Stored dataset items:
────

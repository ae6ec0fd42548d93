use serde::{Deserialize, Serialize};
use std::collections::{BTreeMap, BTreeSet};
use std::path::{Path, PathBuf};

#[derive(Debug, Clone, Copy, Serialize, Deserialize, PartialEq, Eq, Hash, PartialOrd, Ord)]
#[serde(rename_all = "lowercase")]
pub enum Language {
    Python,
    JavaScript,
    TypeScript,
}

impl Language {
    pub fn from_path(path: &Path) -> Option<Self> {
        let ext = path.extension()?.to_str()?;
        match ext {
            "py" | "pyi" => Some(Language::Python),
            "js" | "jsx" | "mjs" | "cjs" => Some(Language::JavaScript),
            "ts" | "tsx" | "mts" | "cts" => Some(Language::TypeScript),
            _ => None,
        }
    }
}

impl std::fmt::Display for Language {
    fn fmt(&self, f: &mut std::fmt::Formatter<'_>) -> std::fmt::Result {
        match self {
            Language::Python => write!(f, "python"),
            Language::JavaScript => write!(f, "javascript"),
            Language::TypeScript => write!(f, "typescript"),
        }
    }
}

impl std::str::FromStr for Language {
    type Err = String;

    fn from_str(s: &str) -> Result<Self, Self::Err> {
        match s.to_lowercase().as_str() {
            "python" | "py" => Ok(Language::Python),
            "javascript" | "js" => Ok(Language::JavaScript),
            "typescript" | "ts" => Ok(Language::TypeScript),
            _ => Err(format!("Unknown language: {}", s)),
        }
    }
}

/// One file handed to the core by discovery.
#[derive(Debug, Clone)]
pub struct SourceFile {
    pub path: PathBuf,
    pub language: Language,
    pub content: Vec<u8>,
}

impl SourceFile {
    pub fn new(path: impl Into<PathBuf>, language: Language, content: impl Into<Vec<u8>>) -> Self {
        Self {
            path: path.into(),
            language,
            content: content.into(),
        }
    }

    /// Build a source file whose language is inferred from its extension.
    pub fn from_path(path: impl Into<PathBuf>, content: impl Into<Vec<u8>>) -> Option<Self> {
        let path = path.into();
        let language = Language::from_path(&path)?;
        Some(Self::new(path, language, content))
    }
}

#[derive(Debug, Clone, Copy, Serialize, Deserialize, PartialEq, Eq)]
#[serde(rename_all = "snake_case")]
pub enum ImportKind {
    Static,
    Require,
    Dynamic,
    ReExport,
}

#[derive(Debug, Clone, Serialize, Deserialize, PartialEq)]
pub struct ImportStatement {
    /// Module specifier as written (`..models.user`, `./service`, `react`).
    pub module_path: String,
    pub imported_names: Vec<String>,
    /// Local names the statement introduces into the file's scope.
    pub bindings: Vec<String>,
    pub is_relative: bool,
    /// For relative imports: the target joined onto the importer's directory,
    /// lexically normalized, without extension.
    pub resolved_base: Option<PathBuf>,
    pub kind: ImportKind,
    pub source_file: PathBuf,
    pub line: usize,
}

#[derive(Debug, Clone, Default, Serialize, Deserialize, PartialEq)]
pub struct FunctionDefinition {
    pub name: String,
    pub start_line: usize,
    pub end_line: usize,
    pub parameter_count: usize,
    /// Annotation text per parameter, `None` when untyped.
    pub parameter_types: Vec<Option<String>>,
    pub is_exported: bool,
    pub is_static: bool,
    pub is_abstract: bool,
    pub decorators: Vec<String>,
    /// 1 + if/elif/for/while/and/or/case constructs in the body.
    pub complexity: usize,
    pub is_stub: bool,
    pub raises_not_implemented: bool,
    /// Instance fields (`self.x`, `this.x`) referenced in the body.
    pub instance_fields: BTreeSet<String>,
}

impl FunctionDefinition {
    pub fn new(name: impl Into<String>, start_line: usize, end_line: usize) -> Self {
        Self {
            name: name.into(),
            start_line,
            end_line,
            complexity: 1,
            ..Default::default()
        }
    }

    pub fn length(&self) -> usize {
        self.end_line.saturating_sub(self.start_line)
    }

    pub fn is_constructor(&self) -> bool {
        self.name == "__init__" || self.name == "constructor"
    }
}

#[derive(Debug, Clone, Default, Serialize, Deserialize, PartialEq)]
pub struct ClassDefinition {
    pub name: String,
    pub start_line: usize,
    pub end_line: usize,
    pub bases: Vec<String>,
    pub is_exported: bool,
    /// TS interfaces, abstract classes, ABC/Protocol subclasses.
    pub is_interface: bool,
    pub method_count: usize,
    pub instance_variable_refs_per_method: BTreeMap<String, BTreeSet<String>>,
    pub methods: Vec<FunctionDefinition>,
}

impl ClassDefinition {
    pub fn new(name: impl Into<String>, start_line: usize, end_line: usize) -> Self {
        Self {
            name: name.into(),
            start_line,
            end_line,
            ..Default::default()
        }
    }

    /// Record a method, keeping `method_count` and the per-method field map in step.
    pub fn push_method(&mut self, method: FunctionDefinition) {
        self.method_count += 1;
        self.instance_variable_refs_per_method
            .insert(method.name.clone(), method.instance_fields.clone());
        self.methods.push(method);
    }

    pub fn loc(&self) -> usize {
        self.end_line.saturating_sub(self.start_line)
    }

    pub fn is_subclass(&self) -> bool {
        self.bases.iter().any(|b| !is_root_base(b))
    }

    pub fn constructor(&self) -> Option<&FunctionDefinition> {
        self.methods.iter().find(|m| m.is_constructor())
    }
}

/// Bases that do not make a class a meaningful subclass.
pub fn is_root_base(base: &str) -> bool {
    matches!(
        base,
        "object" | "ABC" | "abc.ABC" | "Protocol" | "typing.Protocol" | "Generic" | "Exception"
    ) || base.starts_with("metaclass=")
        || base.starts_with("Generic[")
        || base.starts_with("Protocol[")
}

#[derive(Debug, Clone, Serialize, Deserialize, PartialEq)]
pub struct ConditionalChain {
    pub line: usize,
    pub branch_count: usize,
    /// Expression every branch tests, when they all test the same one.
    pub discriminant: Option<String>,
    /// isinstance / type() / typeof / instanceof tests.
    pub uses_type_check: bool,
    /// Every branch compares against a string literal.
    pub compares_literals: bool,
}

#[derive(Debug, Clone, Serialize, Deserialize, PartialEq)]
pub struct Instantiation {
    pub class_name: String,
    pub line: usize,
    pub argument_count: usize,
}

#[derive(Debug, Clone, Serialize, Deserialize, PartialEq)]
pub struct NumericLiteral {
    pub value: String,
    pub line: usize,
    pub in_constant: bool,
}

impl NumericLiteral {
    pub fn is_trivial(&self) -> bool {
        match self.value.replace('_', "").parse::<f64>() {
            Ok(v) => v == 0.0 || v == 1.0 || v == -1.0,
            Err(_) => false,
        }
    }
}

#[derive(Debug, Clone, Serialize, Deserialize, PartialEq)]
pub struct GlobalWrite {
    pub name: String,
    pub function: String,
    pub line: usize,
}

#[derive(Debug, Clone, Serialize, Deserialize, PartialEq)]
pub struct ParseResult {
    pub file_path: PathBuf,
    pub language: Language,
    pub line_count: usize,
    pub imports: Vec<ImportStatement>,
    pub classes: Vec<ClassDefinition>,
    pub functions: Vec<FunctionDefinition>,
    pub raw_string_literals: Vec<String>,
    pub conditional_chains: Vec<ConditionalChain>,
    pub instantiations: Vec<Instantiation>,
    pub numeric_literals: Vec<NumericLiteral>,
    pub identifiers: BTreeSet<String>,
    pub global_writes: Vec<GlobalWrite>,
    pub parse_succeeded: bool,
    pub error: Option<String>,
    pub error_line: Option<usize>,
}

impl ParseResult {
    pub fn new(file_path: PathBuf, language: Language) -> Self {
        Self {
            file_path,
            language,
            line_count: 0,
            imports: Vec::new(),
            classes: Vec::new(),
            functions: Vec::new(),
            raw_string_literals: Vec::new(),
            conditional_chains: Vec::new(),
            instantiations: Vec::new(),
            numeric_literals: Vec::new(),
            identifiers: BTreeSet::new(),
            global_writes: Vec::new(),
            parse_succeeded: true,
            error: None,
            error_line: None,
        }
    }

    pub fn failed(
        file_path: PathBuf,
        language: Language,
        message: impl Into<String>,
        line: Option<usize>,
    ) -> Self {
        let mut result = Self::new(file_path, language);
        result.parse_succeeded = false;
        result.error = Some(message.into());
        result.error_line = line;
        result
    }

    /// Top-level functions followed by every class method.
    pub fn all_functions(&self) -> impl Iterator<Item = &FunctionDefinition> {
        self.functions
            .iter()
            .chain(self.classes.iter().flat_map(|c| c.methods.iter()))
    }
}

/// A parse result paired with the decoded text it came from.
#[derive(Debug, Clone)]
pub struct ParsedFile {
    pub result: ParseResult,
    pub text: String,
}

impl ParsedFile {
    pub fn path(&self) -> &Path {
        &self.result.file_path
    }

    pub fn ok(&self) -> bool {
        self.result.parse_succeeded
    }
}

#[cfg(test)]
mod tests {
    use super::*;

    #[test]
    fn test_language_from_extension() {
        assert_eq!(Language::from_path(Path::new("a/b.py")), Some(Language::Python));
        assert_eq!(Language::from_path(Path::new("a/b.jsx")), Some(Language::JavaScript));
        assert_eq!(Language::from_path(Path::new("a/b.tsx")), Some(Language::TypeScript));
        assert_eq!(Language::from_path(Path::new("a/b.rs")), None);
    }

    #[test]
    fn test_push_method_tracks_counts() {
        let mut class = ClassDefinition::new("Service", 1, 40);
        let mut method = FunctionDefinition::new("run", 2, 10);
        method.instance_fields.insert("repo".to_string());
        class.push_method(method);
        class.push_method(FunctionDefinition::new("stop", 11, 20));

        assert_eq!(class.method_count, 2);
        assert_eq!(class.instance_variable_refs_per_method.len(), 2);
        assert!(class.instance_variable_refs_per_method["run"].contains("repo"));
    }

    #[test]
    fn test_trivial_numbers() {
        let lit = |v: &str| NumericLiteral {
            value: v.to_string(),
            line: 1,
            in_constant: false,
        };
        assert!(lit("0").is_trivial());
        assert!(lit("-1").is_trivial());
        assert!(lit("1.0").is_trivial());
        assert!(!lit("42").is_trivial());
        assert!(!lit("0x1F").is_trivial());
    }

    #[test]
    fn test_subclass_ignores_root_bases() {
        let mut class = ClassDefinition::new("Repo", 1, 2);
        class.bases = vec!["ABC".to_string()];
        assert!(!class.is_subclass());
        class.bases.push("BaseRepo".to_string());
        assert!(class.is_subclass());
    }
}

────

Work required: Using the records above, find and show each line with the string "None".

Task output:
            _ => None,
    /// Annotation text per parameter, `None` when untyped.
            error: None,
            error_line: None,
        assert_eq!(Language::from_path(Path::new("a/b.rs")), None);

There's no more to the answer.